Danan (Dhanaan) (or "Denan") is a town in the eastern part of Ethiopia known as the Ogaden. Located in the Gode Zone of the Somali Region (or kilil), and it is located the main road between Gode and Kebri Dahar (Qabridahare) the nearest towns with electricity. This town was settled in 1911, and took the name of the district in 1935 during Emperor Haile-silase's rule of Ethiopia. This town has a latitude and longitude of .

==Overview==
Danan has a camp for refugees and internally displaced persons. The Ogaden region is populated mostly by ethnic Somalis and has been devastated by drought, famine and an armed separatist movement. Temperatures in Danan soar daily to well over 110 degrees creating some of the most unbearable living conditions in all of Africa. The Denan Project, the only humanitarian organization in the town, was founded to provide qualified medical care to the people of Danan.
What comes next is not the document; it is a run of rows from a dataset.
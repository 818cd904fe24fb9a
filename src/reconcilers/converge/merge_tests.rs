// Copyright (c) 2025 Erick Bourgeois, firestoned
// SPDX-License-Identifier: MIT

//! Unit tests for `merge.rs`

#[cfg(test)]
mod tests {
    use super::super::{quantity_nanos, ManagedObject};
    use k8s_openapi::api::apps::v1::{Deployment, DeploymentSpec};
    use k8s_openapi::api::core::v1::{Container, PodSpec, PodTemplateSpec, ResourceRequirements};
    use k8s_openapi::apimachinery::pkg::api::resource::Quantity;
    use std::collections::BTreeMap;

    fn deployment(cpu: &str, memory: &str) -> Deployment {
        let requests = BTreeMap::from([
            ("cpu".to_string(), Quantity(cpu.to_string())),
            ("memory".to_string(), Quantity(memory.to_string())),
        ]);
        Deployment {
            spec: Some(DeploymentSpec {
                template: PodTemplateSpec {
                    spec: Some(PodSpec {
                        containers: vec![Container {
                            name: "argocd-server".to_string(),
                            resources: Some(ResourceRequirements {
                                requests: Some(requests),
                                ..Default::default()
                            }),
                            ..Default::default()
                        }],
                        ..Default::default()
                    }),
                    ..Default::default()
                },
                ..Default::default()
            }),
            ..Default::default()
        }
    }

    #[test]
    fn test_quantity_nanos_suffixes() {
        assert_eq!(quantity_nanos("1"), Some(1_000_000_000));
        assert_eq!(quantity_nanos("0.5"), quantity_nanos("500m"));
        assert_eq!(quantity_nanos("5e-1"), quantity_nanos("500m"));
        assert_eq!(quantity_nanos(".25"), quantity_nanos("250m"));
        assert_eq!(quantity_nanos("1Ki"), quantity_nanos("1024"));
        assert_eq!(quantity_nanos("1Gi"), quantity_nanos("1024Mi"));
        assert_eq!(quantity_nanos("1k"), quantity_nanos("1e3"));
        assert_eq!(quantity_nanos("1E"), quantity_nanos("1e18"));
        assert_eq!(quantity_nanos("1u"), Some(1_000));
        assert_eq!(quantity_nanos("1n"), Some(1));
        assert_eq!(quantity_nanos("-1m"), Some(-1_000_000));
        assert_ne!(quantity_nanos("1G"), quantity_nanos("1Gi"));
    }

    #[test]
    fn test_quantity_nanos_rejects_garbage() {
        assert_eq!(quantity_nanos(""), None);
        assert_eq!(quantity_nanos("abc"), None);
        assert_eq!(quantity_nanos("1Zi"), None);
        assert_eq!(quantity_nanos("1e"), None);
        assert_eq!(quantity_nanos("1.2.3"), None);
    }

    #[test]
    fn test_canonicalised_resources_are_not_drift() {
        // What the API server stores for a user-supplied `cpu: 0.5`, `memory: 0.5Gi`
        let mut live = deployment("500m", "512Mi");
        let desired = deployment("0.5", "0.5Gi");
        assert!(!live.merge_from(&desired));
    }

    #[test]
    fn test_changed_resources_are_drift() {
        let mut live = deployment("500m", "512Mi");
        let desired = deployment("1", "512Mi");
        assert!(live.merge_from(&desired));

        let pod = live.spec.unwrap().template.spec.unwrap();
        let requests = pod.containers[0].resources.clone().unwrap().requests.unwrap();
        assert_eq!(requests["cpu"], Quantity("1".to_string()));
    }
}
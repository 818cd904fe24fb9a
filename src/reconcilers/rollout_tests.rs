// Copyright (c) 2025 Erick Bourgeois, firestoned
// SPDX-License-Identifier: MIT

//! Unit tests for `rollout`

#[cfg(test)]
mod tests {
    use crate::argocd_resources::workloads::{build_application_controller, build_server_deployment};
    use crate::cluster::fake::{argocd, FakeCluster, Op};
    use crate::labels::{ROLLOUT_REPO_TLS_CHANGED, ROLLOUT_SECRET_CHANGED};
    use crate::reconcilers::rollout::{
        argocd_secret_consumers, repo_tls_consumers, rollout_timestamp, trigger_rollout,
        trigger_rollouts, WorkloadRef,
    };
    use k8s_openapi::api::apps::v1::{Deployment, StatefulSet};

    const NS: &str = "argocd";

    fn template_label(deployment: &Deployment, key: &str) -> Option<String> {
        deployment
            .spec
            .as_ref()?
            .template
            .metadata
            .as_ref()?
            .labels
            .as_ref()?
            .get(key)
            .cloned()
    }

    #[test]
    fn test_timestamp_is_label_safe() {
        let ts = rollout_timestamp();
        assert_eq!(ts.len(), "20250101-120000.000".len());
        assert!(ts
            .chars()
            .all(|c| c.is_ascii_digit() || c == '-' || c == '.'));
    }

    #[test]
    fn test_consumer_lists() {
        let instance = argocd("example", NS);
        let names: Vec<String> = argocd_secret_consumers(&instance)
            .into_iter()
            .map(|w| w.name)
            .collect();
        assert_eq!(
            names,
            vec![
                "example-server",
                "example-repo-server",
                "example-application-controller"
            ]
        );
        assert_eq!(repo_tls_consumers(&instance).len(), 3);
    }

    #[tokio::test]
    async fn test_absent_workload_is_noop() {
        let cluster = FakeCluster::new();
        let restarted = trigger_rollout(
            &cluster,
            NS,
            &WorkloadRef::deployment("example-server"),
            ROLLOUT_SECRET_CHANGED,
        )
        .await
        .unwrap();
        assert!(!restarted);
        assert_eq!(cluster.write_count(), 0);
    }

    #[tokio::test]
    async fn test_rollout_stamps_template_label() {
        let cluster = FakeCluster::new();
        let instance = argocd("example", NS);
        cluster.seed(NS, &build_server_deployment(&instance));

        let restarted = trigger_rollout(
            &cluster,
            NS,
            &WorkloadRef::deployment("example-server"),
            ROLLOUT_SECRET_CHANGED,
        )
        .await
        .unwrap();
        assert!(restarted);
        assert_eq!(
            cluster.writes_for("Deployment"),
            vec![(Op::Replace, "example-server".to_string())]
        );

        let live: Deployment = cluster.object(NS, "example-server").unwrap();
        assert!(template_label(&live, ROLLOUT_SECRET_CHANGED).is_some());
        // Existing template labels are kept
        assert!(template_label(&live, "app.kubernetes.io/name").is_some());
    }

    #[tokio::test]
    async fn test_rollouts_cover_stateful_sets() {
        let cluster = FakeCluster::new();
        let instance = argocd("example", NS);
        cluster.seed(NS, &build_server_deployment(&instance));
        cluster.seed(NS, &build_application_controller(&instance));

        let restarted = trigger_rollouts(
            &cluster,
            NS,
            &repo_tls_consumers(&instance),
            ROLLOUT_REPO_TLS_CHANGED,
        )
        .await
        .unwrap();
        // The repo server deployment does not exist yet
        assert_eq!(restarted, 2);

        let controller: StatefulSet = cluster
            .object(NS, "example-application-controller")
            .unwrap();
        let labels = controller.spec.unwrap().template.metadata.unwrap().labels.unwrap();
        assert!(labels.contains_key(ROLLOUT_REPO_TLS_CHANGED));
    }
}
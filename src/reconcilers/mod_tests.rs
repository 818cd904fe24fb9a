// Copyright (c) 2025 Erick Bourgeois, firestoned
// SPDX-License-Identifier: MIT

//! Unit tests for reconciler helper functions.

#[cfg(test)]
mod tests {
    use super::super::generate_secret;

    #[test]
    fn test_generate_secret_length_and_alphabet() {
        let secret = generate_secret(32);
        assert_eq!(secret.len(), 32);
        assert!(secret.chars().all(|c| c.is_ascii_alphanumeric()));
    }

    #[test]
    fn test_generate_secret_is_random() {
        assert_ne!(generate_secret(32), generate_secret(32));
    }

    #[test]
    fn test_generate_secret_empty() {
        assert!(generate_secret(0).is_empty());
    }
}
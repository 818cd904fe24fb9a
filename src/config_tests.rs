// Copyright (c) 2025 Erick Bourgeois, firestoned
// SPDX-License-Identifier: MIT

//! Unit tests for operator configuration

#[cfg(test)]
mod tests {
    use crate::config::{LogFormat, NamespaceAllowList, OperatorConfig};
    use clap::Parser;

    #[test]
    fn test_allow_list_trims_and_skips_empty_entries() {
        let allow = NamespaceAllowList::parse(" argocd , ,team-a,");
        assert!(allow.allows("argocd"));
        assert!(allow.allows("team-a"));
        assert!(!allow.allows(""));
        assert!(!allow.allows("team-b"));
    }

    #[test]
    fn test_allow_list_wildcard_admits_everything() {
        let allow = NamespaceAllowList::parse("team-a,*");
        assert!(allow.allows("kube-system"));
        assert!(NamespaceAllowList::all().allows("x"));
    }

    #[test]
    fn test_empty_allow_list_admits_nothing() {
        let allow = NamespaceAllowList::parse("");
        assert!(allow.is_empty());
        assert!(!allow.allows("argocd"));
    }

    #[test]
    fn test_allow_list_requires_exact_match() {
        let allow = NamespaceAllowList::parse("argo");
        assert!(!allow.allows("argocd"));
    }

    #[test]
    fn test_operator_config_defaults() {
        let config = OperatorConfig::try_parse_from(["argocd-operator"]).unwrap();
        assert_eq!(config.metrics_bind_address, "0.0.0.0:8080");
        assert_eq!(config.cluster_api_url, "https://kubernetes.default.svc");
        assert_eq!(config.log_format, LogFormat::Text);
        assert!(config.watch_namespace.is_none());
    }

    #[test]
    fn test_operator_config_flags() {
        let config = OperatorConfig::try_parse_from([
            "argocd-operator",
            "--cluster-config-namespaces",
            "argocd,ops",
            "--log-format",
            "json",
            "--watch-namespace",
            "argocd",
        ])
        .unwrap();
        assert!(config.allow_list().allows("ops"));
        assert_eq!(config.log_format, LogFormat::Json);
        assert_eq!(config.watch_namespace.as_deref(), Some("argocd"));
    }
}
Its hospital is the only free acute medical care in the Ogaden region which is populated by 5 million people.

The Ethiopian Roads Authority announced in November 2007 a construction project to connect Danan with Kebri Dahar with 95 kilometers of paved road and construction of six large and medium bridges.

== History ==
Danan fell to the Italians in January, 1936 as part of the Second Italo-Abyssinian War. As part of the reprisals for the attempted assassination of General Rodolfo Graziani (19 February 1937), it was used as a prison camp for hundreds of people arrested as part of the reprisals. While Ethiopian sources state of 6500 internees held there 3175 died, contemporary Italian reports claim that much fewer were ill and only a handful died. Alberto Sbacchi concludes from these conflicting reports that while "the occurrence of illness and death is difficult to determine, but we can assume that many suffered and died. Graziani's order to supply them with only enough food to live strongly suggests it, as do the conditions under which the Ethiopians were confined. Poor facilities, including latrines, the humid climate, malaria, stomach infections, and venereal disease took many lives, especially among those compelled to work on the irrigation canal or on the banana and sugar-cane plantation."
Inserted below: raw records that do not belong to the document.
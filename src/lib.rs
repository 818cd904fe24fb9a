// Copyright (c) 2025 Erick Bourgeois, firestoned
// SPDX-License-Identifier: MIT

#![allow(unexpected_cfgs)]

//! # argocd-operator - Argo CD Operator for Kubernetes
//!
//! A Kubernetes operator written in Rust that manages the full lifecycle of
//! Argo CD installations declared through the `ArgoCD` custom resource.
//!
//! ## Overview
//!
//! For every `ArgoCD` instance the operator converges:
//!
//! - Service accounts, roles and (for allowed namespaces) cluster roles
//! - An internal certificate authority and the server and repo server certificates
//! - The Argo CD secrets and config maps
//! - Services, workloads, the autoscaler, ingresses and OpenShift routes
//! - An optional keycloak broker and realm for single sign-on
//!
//! ## Modules
//!
//! - [`crd`] - The `ArgoCD` resource and the OpenShift kinds it interacts with
//! - [`reconcilers`] - Reconciliation logic
//! - [`argocd_resources`] - Builders for every dependent object
//! - [`cluster`] - Cluster access and platform capability discovery
//! - [`pki`] - Certificate generation and verification
//! - [`config`] - Command-line and environment configuration
//! - [`metrics`] - Prometheus metrics
//!
//! ## Example
//!
//! ```rust,no_run
//! use argocd_operator::crd::{ArgoCD, ArgoCDSpec};
//!
//! // An empty spec yields a working single-replica installation
//! let instance = ArgoCD::new("example", ArgoCDSpec::default());
//! assert!(instance.spec.redis.is_enabled());
//! ```

pub mod argocd_resources;
pub mod cluster;
pub mod config;
pub mod constants;
pub mod crd;
pub mod errors;
pub mod labels;
pub mod metrics;
pub mod pki;
pub mod reconcilers;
In January 2009, the foreign relations chief of the Ogaden National Liberation Front, Mohammed Sirad, was killed by the Ethiopian Army at Danan where he was meeting with other ONLF members.

== Demographics ==
Based on figures from the Central Statistical Agency in 2018 projection, Danan has an estimated total population of 87,380, of whom 49,703 are men and 37,677 are women. The 1997 census reported this town had a total population of 34,428, of whom 20,038 were men and 14,390 women. The largest ethnic group reported in this town was the Somali (99.96%). It is the largest settlement in Danan woreda.